III. La Palabra confirmada en las epístolas
Las cartas del Nuevo Testamento proporcionan el marco teológico que explica cómo la Palabra continúa gobernando la iglesia.
- Doctrina. Pablo afirma la suficiencia y autoridad de las Escrituras: «Toda la Escritura es inspirada por Dios y útil para enseñar, para redargüir, para corregir y para instruir en justicia» (2 Timoteo 3:16-17). La Palabra equipa a la iglesia para toda buena obra.
- Disciplina. La Palabra gobierna la corrección del pecado. Pablo ordena a los corintios que disciplinen la inmoralidad impenitente (1 Corintios 5:1-5), mostrando que la pureza de la iglesia depende de la obediencia a la Palabra, y lo mismo hace señala en Gálatas donde además nos advierte a cuidar de nosotros mismos al restaurar a los caídos (Gálatas 5:16 – 6:5).
- Esperanza. La Palabra da aliento y confianza escatológica: «Todo lo que se escribió en tiempos pasados, para nuestra instrucción se escribió, a fin de que por medio de la paciencia y el consuelo de las Escrituras tengamos esperanza» (Romanos 15:4).
- Amar. La Palabra revela el amor de Dios en Cristo, un amor que sobrepasa el conocimiento (Efesios 3:17-19). La Palabra no es un libro de reglas frío, sino el testimonio vivo del amor de Cristo.
Testimonio de la Reforma y Post-Reforma.
- Martín Lutero declaró: «El alma puede prescindir de todo excepto de la Palabra de Dios. Donde falta la Palabra de Dios, no hay ayuda en absoluto. Pero si tiene la Palabra, es rica y no le falta nada, porque esta Palabra es la Palabra de vida, de verdad, de luz, de paz, de justicia, de salvación, de gozo, de libertad, de sabiduría, de poder, de gracia, de gloria y de toda bendición más allá de nuestro poder de pronunciar». (Prefacio al Antiguo Testamento, 1523).

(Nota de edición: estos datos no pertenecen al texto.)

//! Command-line interface for ytmeta.
//!
//! Provides commands for fetching video metadata, reconciling against a
//! decks tree, and inspecting inputs and configuration.

use std::path::{Path, PathBuf};

use anyhow::{Context, Result};
use clap::{Args, Parser, Subcommand};

use crate::adapters::YouTubeClient;
use crate::config::{ResolvedConfig, API_KEY_ENV};
use crate::core::{
    scan_known_ids, BatchError, BatchOptions, FailurePolicy, InputBatch, Orchestrator,
};
use crate::domain::BatchReport;

/// ytmeta - YouTube metadata batch fetcher
#[derive(Parser, Debug)]
#[command(name = "ytmeta")]
#[command(author, version, about, long_about = None)]
pub struct Cli {
    /// YouTube Data API key (falls back to $YOUTUBE_API_KEY, then the credential file)
    #[arg(long, global = true)]
    pub api_key: Option<String>,

    #[command(subcommand)]
    pub command: Commands,
}

#[derive(Subcommand, Debug)]
pub enum Commands {
    /// Fetch metadata for every video listed in the input file
    Fetch {
        /// Input file with one URL per line
        #[arg(short, long)]
        input: Option<PathBuf>,

        /// Output directory for <id>.json files
        #[arg(short, long)]
        output: Option<PathBuf>,

        #[command(flatten)]
        batch: BatchArgs,
    },

    /// Fetch metadata only for videos not already present in the decks tree
    Sync {
        /// Input file with one URL per line
        #[arg(short, long)]
        input: Option<PathBuf>,

        /// Decks directory to scan for .metadata.json files
        #[arg(short, long)]
        decks: Option<PathBuf>,

        /// Output directory (default: <decks>/processing)
        #[arg(short, long)]
        output: Option<PathBuf>,

        #[command(flatten)]
        batch: BatchArgs,
    },

    /// List video ids already recorded in a decks tree
    Scan {
        /// Decks directory to scan
        #[arg(short, long)]
        decks: Option<PathBuf>,
    },

    /// Print the video ids found in the input file without fetching
    Extract {
        /// Input file with one URL per line
        #[arg(short, long)]
        input: Option<PathBuf>,
    },

    /// Show resolved configuration (debug)
    Config,
}

/// Options shared by batch commands
#[derive(Args, Debug, Clone, Default)]
pub struct BatchArgs {
    /// Stop at the first video that fails instead of continuing
    #[arg(long)]
    pub fail_fast: bool,

    /// Fetch each video id at most once per run
    #[arg(long)]
    pub dedupe: bool,

    /// Write a JSON report of the run to this path
    #[arg(long)]
    pub report: Option<PathBuf>,
}

impl BatchArgs {
    fn apply(&self, options: BatchOptions) -> BatchOptions {
        let policy = if self.fail_fast {
            FailurePolicy::Abort
        } else {
            FailurePolicy::Isolate
        };
        options.with_policy(policy).with_dedupe(self.dedupe)
    }
}

impl Cli {
    /// Execute the CLI command
    pub async fn execute(self) -> Result<()> {
        let config = ResolvedConfig::load()?;

        match self.command {
            Commands::Fetch {
                input,
                output,
                batch,
            } => {
                let options = batch.apply(BatchOptions::fetch(
                    input.unwrap_or_else(|| config.input.clone()),
                    output.unwrap_or_else(|| config.output.clone()),
                ));
                run_batch(&config, self.api_key, options, batch.report).await
            }
            Commands::Sync {
                input,
                decks,
                output,
                batch,
            } => {
                let output = match (&output, &decks) {
                    (Some(out), _) => out.clone(),
                    (None, Some(decks)) => decks.join(crate::config::PROCESSING_SUBDIR),
                    (None, None) => config.processing.clone(),
                };
                let options = batch.apply(BatchOptions::sync(
                    input.unwrap_or_else(|| config.input.clone()),
                    decks.unwrap_or_else(|| config.decks.clone()),
                    output,
                ));
                run_batch(&config, self.api_key, options, batch.report).await
            }
            Commands::Scan { decks } => {
                scan_decks(&decks.unwrap_or_else(|| config.decks.clone())).await
            }
            Commands::Extract { input } => {
                extract_ids(&input.unwrap_or_else(|| config.input.clone())).await
            }
            Commands::Config => show_config(&config, self.api_key),
        }
    }
}

/// Resolve the credential, run the batch and print its outcome
async fn run_batch(
    config: &ResolvedConfig,
    api_key: Option<String>,
    options: BatchOptions,
    report_path: Option<PathBuf>,
) -> Result<()> {
    // Credential is resolved before any input is read
    let credential = config.resolve_credential(api_key)?;
    let client = YouTubeClient::new(config.fetcher_config(&credential))
        .context("Failed to build HTTP client")?;

    eprintln!(
        "📥 {} {} → {}",
        options.mode,
        options.input.display(),
        options.output_dir.display()
    );

    let orchestrator = Orchestrator::new(client);
    let report = match orchestrator.run(&options).await {
        Ok(report) => report,
        Err(err) => {
            if let Some(BatchError::Aborted { report, .. }) = err.downcast_ref::<BatchError>() {
                print_report(report);
                save_report(report, report_path.as_deref()).await?;
            }
            return Err(err);
        }
    };

    print_report(&report);
    save_report(&report, report_path.as_deref()).await?;

    if !report.is_success() {
        std::process::exit(1);
    }

    Ok(())
}

async fn save_report(report: &BatchReport, path: Option<&Path>) -> Result<()> {
    if let Some(path) = path {
        report.save(path).await?;
        eprintln!("📝 Report written to {}", path.display());
    }
    Ok(())
}

/// Print the batch summary to stderr
///
/// Per-item events are already emitted through `tracing` while the batch runs.
fn print_report(report: &BatchReport) {
    for line in summary_lines(report) {
        eprintln!("{}", line);
    }
}

fn summary_lines(report: &BatchReport) -> Vec<String> {
    let mut lines = vec![format!("\n[{} complete]", report.mode)];
    lines.push(format!("✅ {} saved", report.saved()));
    lines.push(format!("⏭️ {} skipped", report.skipped()));
    if report.failed() > 0 {
        lines.push(format!("❌ {} failed", report.failed()));
    }
    if !report.invalid_lines.is_empty() {
        lines.push(format!("⚠️ {} invalid lines", report.invalid_lines.len()));
    }
    if !report.scan_warnings.is_empty() {
        lines.push(format!("⚠️ {} scan warnings", report.scan_warnings.len()));
    }
    lines
}

/// List known ids in a decks tree
async fn scan_decks(decks: &Path) -> Result<()> {
    let result = scan_known_ids(decks).await?;

    let mut ids: Vec<_> = result.known.iter().collect();
    ids.sort();
    for id in ids {
        println!("{}", id);
    }

    eprintln!(
        "\n[{} known ids from {} metadata files, {} warnings]",
        result.known.len(),
        result.files_read,
        result.warnings.len()
    );

    Ok(())
}

/// Print ids extracted from the input file
async fn extract_ids(input: &Path) -> Result<()> {
    let batch = InputBatch::read(input).await?;

    for id in &batch.ids {
        println!("{}", id);
    }
    for invalid in &batch.invalid {
        eprintln!("⚠️ Skipping invalid URL (line {}): {}", invalid.line, invalid.content);
    }

    Ok(())
}

/// Show the resolved configuration (for debugging)
fn show_config(config: &ResolvedConfig, api_key: Option<String>) -> Result<()> {
    println!("ytmeta configuration");
    println!();
    println!(
        "Config file: {}",
        config
            .config_file
            .as_ref()
            .map(|p| p.display().to_string())
            .unwrap_or_else(|| "(none - using defaults)".to_string())
    );
    println!();
    println!("Paths:");
    println!("  Input:       {}", config.input.display());
    println!("  Output:      {}", config.output.display());
    println!("  Decks:       {}", config.decks.display());
    println!("  Processing:  {}", config.processing.display());
    println!();
    println!("API:");
    println!("  Base URL:    {}", config.api_base);
    println!("  Timeout:     {}s", config.timeout_seconds);
    match config.resolve_credential(api_key) {
        Ok(credential) => println!("  Key:         set (from {})", credential.source),
        Err(_) => println!("  Key:         missing (set {} or a credential file)", API_KEY_ENV),
    }
    println!("  Key files:");
    for path in &config.credentials_files {
        println!("    {}", path.display());
    }

    Ok(())
}

#[cfg(test)]
mod tests {
    use super::*;

    #[test]
    fn test_parse_fetch_flags() {
        let cli = Cli::parse_from([
            "ytmeta",
            "fetch",
            "--input",
            "list.txt",
            "--fail-fast",
            "--report",
            "run.json",
        ]);

        match cli.command {
            Commands::Fetch {
                input,
                output,
                batch,
            } => {
                assert_eq!(input, Some(PathBuf::from("list.txt")));
                assert!(output.is_none());
                assert!(batch.fail_fast);
                assert!(!batch.dedupe);
                assert_eq!(batch.report, Some(PathBuf::from("run.json")));
            }
            other => panic!("unexpected command: {:?}", other),
        }
    }

    #[test]
    fn test_parse_global_api_key_after_subcommand() {
        let cli = Cli::parse_from(["ytmeta", "sync", "--decks", "../decks", "--api-key", "k"]);
        assert_eq!(cli.api_key, Some("k".to_string()));
        assert!(matches!(cli.command, Commands::Sync { .. }));
    }

    #[test]
    fn test_batch_args_policy() {
        let args = BatchArgs {
            fail_fast: true,
            dedupe: true,
            report: None,
        };
        let options = args.apply(BatchOptions::fetch("in", "out"));
        assert_eq!(options.policy, FailurePolicy::Abort);
        assert!(options.dedupe);

        let options = BatchArgs::default().apply(BatchOptions::fetch("in", "out"));
        assert_eq!(options.policy, FailurePolicy::Isolate);
    }

    #[test]
    fn test_summary_does_not_repeat_logged_items() {
        use crate::domain::{BatchMode, InvalidLine, ItemOutcome, VideoId};

        let mut report = BatchReport::new(BatchMode::Sync);
        report.invalid_lines.push(InvalidLine {
            line: 2,
            content: "not a video".to_string(),
        });
        report
            .scan_warnings
            .push("Invalid JSON in decks/a/.metadata.json".to_string());
        report.record(ItemOutcome::Failed {
            id: VideoId::parse("AAAAAAAAAAA").unwrap(),
            error: "video not found".to_string(),
        });

        let lines = summary_lines(&report);
        assert!(lines.iter().all(|l| !l.contains("not a video")));
        assert!(lines.iter().all(|l| !l.contains("AAAAAAAAAAA")));
        assert!(lines.iter().all(|l| !l.contains("Invalid JSON")));
        assert!(lines.contains(&"❌ 1 failed".to_string()));
        assert!(lines.contains(&"⚠️ 1 invalid lines".to_string()));
        assert!(lines.contains(&"⚠️ 1 scan warnings".to_string()));
    }
}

- Thomas Watson escribió: «La Escritura es tanto la criadora como la alimentadora de la gracia. ¿Cómo nace el converso, sino por la Palabra de verdad? ¿Cómo crece, sino por la leche sincera de la Palabra?» (Un cuerpo de divinidad, 1692).
- Herman Bavinck se hace eco de esto en el período moderno: «La Palabra no es solo el instrumento del Espíritu; también es la forma en que se realiza la obra del Espíritu. La Palabra y el Espíritu no son dos poderes separados, sino el único poder divino de revelación y regeneración». (Dogmática Reformada, I. §3).
Conclusión
Desde la Gran Comisión hasta el testimonio apostólico en Hechos y la instrucción de las Epístolas, el Nuevo Testamento presenta consistentemente la Palabra de Dios como el medio por el cual Cristo gobierna su iglesia. La Palabra proclama la verdad, disciplina al rebaño, consuela a los santos y manifiesta el amor de Cristo.
El testimonio de los Padres, los reformadores, los puritanos y los teólogos modernos afirman la misma verdad: Cristo gobierna su iglesia a través de su Palabra. Como Calvino resumió correctamente: «La iglesia es la creación de la Palabra, y es sostenida por ella. No puede ser de otra manera; porque, así como la iglesia debe su nacimiento al Verbo, así es solo por el mismo Verbo que se nutre y se conserva». (Institutos, 4.1.5).
Apartarse de la Palabra es apartarse de Cristo mismo. Someterse a la Palabra es vivir bajo el gobierno misericordioso del Señor resucitado. Por lo tanto, la salud, la santidad y la esperanza de la iglesia en todas las épocas no descansan en la invención humana, sino en la humilde obediencia a la Palabra de Dios.